Recently, Hurricane Ian became one of the strongest storms ever to hit the American coast, leaving a trail of destruction and causing great loss of life in Florida and other parts of the Southeast. Two-hundred and fifty years ago, another major hurricane left devastation in its wake throughout the Caribbean, the Gulf of Mexico and, eventually, the area between what is now Pensacola, Florida and Mobile, Alabama. This particular is known to history by several different names — Hurricane San Agustin of 1772, the Alexander Hamilton Hurricane of 1772 or Bernard Roman's Gulf Coast Hurricane of 1772 — and its association with Alexander Hamilton is what we aim to highlight today.

In August 1772, Alexander Hamilton, a native of the island of Nevis (now the nation of St. Kitts and Nevis), was living in Christiansted, on the island of St. Croix (then a Danish territory, now part of the U.S. Virgin Islands) and working as a store clerk. Earlier that year, in May, Hugh Knox — an Ulster Scot Presbyterian who had studied at the College of New Jersey (Princeton) and was ordained by Aaron Burr, Sr. — had arrived at St. Croix from Saba, also in the Dutch West Indies. He had assumed the pastorate of the Scotch Presbyterian church in St.

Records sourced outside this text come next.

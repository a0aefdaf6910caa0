// SPDX-License-Identifier: Apache-2.0
// Copyright 2025 itsakeyfut
//
// Licensed under the Apache License, Version 2.0 (the "License");
// you may not use this file except in compliance with the License.
// You may obtain a copy of the License at
//
//     http://www.apache.org/licenses/LICENSE-2.0
//
// Unless required by applicable law or agreed to in writing, software
// distributed under the License is distributed on an "AS IS" BASIS,
// WITHOUT WARRANTIES OR CONDITIONS OF ANY KIND, either express or implied.
// See the License for the specific language governing permissions and
// limitations under the License.

//! Test fixtures for common test scenarios

use mipsemu::core::config::EmulatorConfig;
use mipsemu::core::system::System;

/// Boot address used by [`rom_image`] programs (ROM, uncached mirror)
#[allow(dead_code)]
pub const ROM_BOOT: u32 = 0xB000_1000;

/// ROM offset the program is placed at
const PROGRAM_OFFSET: usize = 0x1000;

/// Build a big-endian cartridge image
///
/// The header carries the z64 magic, `boot` at 0x08 and `name` at 0x20.
/// `program` is stored at ROM offset 0x1000, which is where [`ROM_BOOT`]
/// points.
#[allow(dead_code)]
pub fn rom_image(boot: u32, name: &str, program: &[u32]) -> Vec<u8> {
    let mut image = vec![0u8; 0x2000];
    image[0..4].copy_from_slice(&0x8037_1240u32.to_be_bytes());
    image[0x08..0x0C].copy_from_slice(&boot.to_be_bytes());

    let name = name.as_bytes();
    let len = name.len().min(20);
    image[0x20..0x20 + len].copy_from_slice(&name[..len]);
    image[0x3E] = b'E';

    for (i, word) in program.iter().enumerate() {
        let offset = PROGRAM_OFFSET + i * 4;
        image[offset..offset + 4].copy_from_slice(&word.to_be_bytes());
    }
    image
}

/// Re-order a big-endian image the way an .n64 dump stores it
#[allow(dead_code)]
pub fn to_little_endian(image: &[u8]) -> Vec<u8> {
    image
        .chunks(4)
        .flat_map(|c| c.iter().rev().copied().collect::<Vec<_>>())
        .collect()
}

/// Re-order a big-endian image the way a .v64 dump stores it
#[allow(dead_code)]
pub fn to_byte_swapped(image: &[u8]) -> Vec<u8> {
    image
        .chunks(2)
        .flat_map(|c| c.iter().rev().copied().collect::<Vec<_>>())
        .collect()
}

/// Create a started System executing `program` from [`ROM_BOOT`]
#[allow(dead_code)]
pub fn system_with_program(program: &[u32]) -> System {
    let mut system = System::new(EmulatorConfig::default());
    system
        .load_rom(rom_image(ROM_BOOT, "TESTROM", program))
        .expect("test image is valid");
    system.start();
    system
}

Croix but also served on occasion as the editor of the Royal Danish American Gazette. In God’s Providence, the hurricane that struck Christiansted on August 31, 1772 (reckoned by modern standards to have been a Category 5 storm) was to bring Hamilton and Knox together in such a way as to change American history.

A few days after the storm had left almost total devastation in St. Croix, Rev. Knox gathered his flock at the local Dutch Reformed church and delivered a sermon titled A Discourse Delivered on the 6th of September, 1772, in the Dutch Church of St. Croix: On Occasion of the Hurricane (1772). Young Hamilton had previously written some poetry that had been published in the Gazette. The same day that Knox delivered his discourse, Hamilton, then seventeen years old, wrote a letter to his father which, having shown it to Knox, was persuaded to allow it to be published in the Gazette. It appeared in the October 3rd issue, with a preface by Knox, and caused a sensation. Local businessmen were motivated to raise funds for the education of the young clerk who had described the destruction of his city and island so eloquently and vividly.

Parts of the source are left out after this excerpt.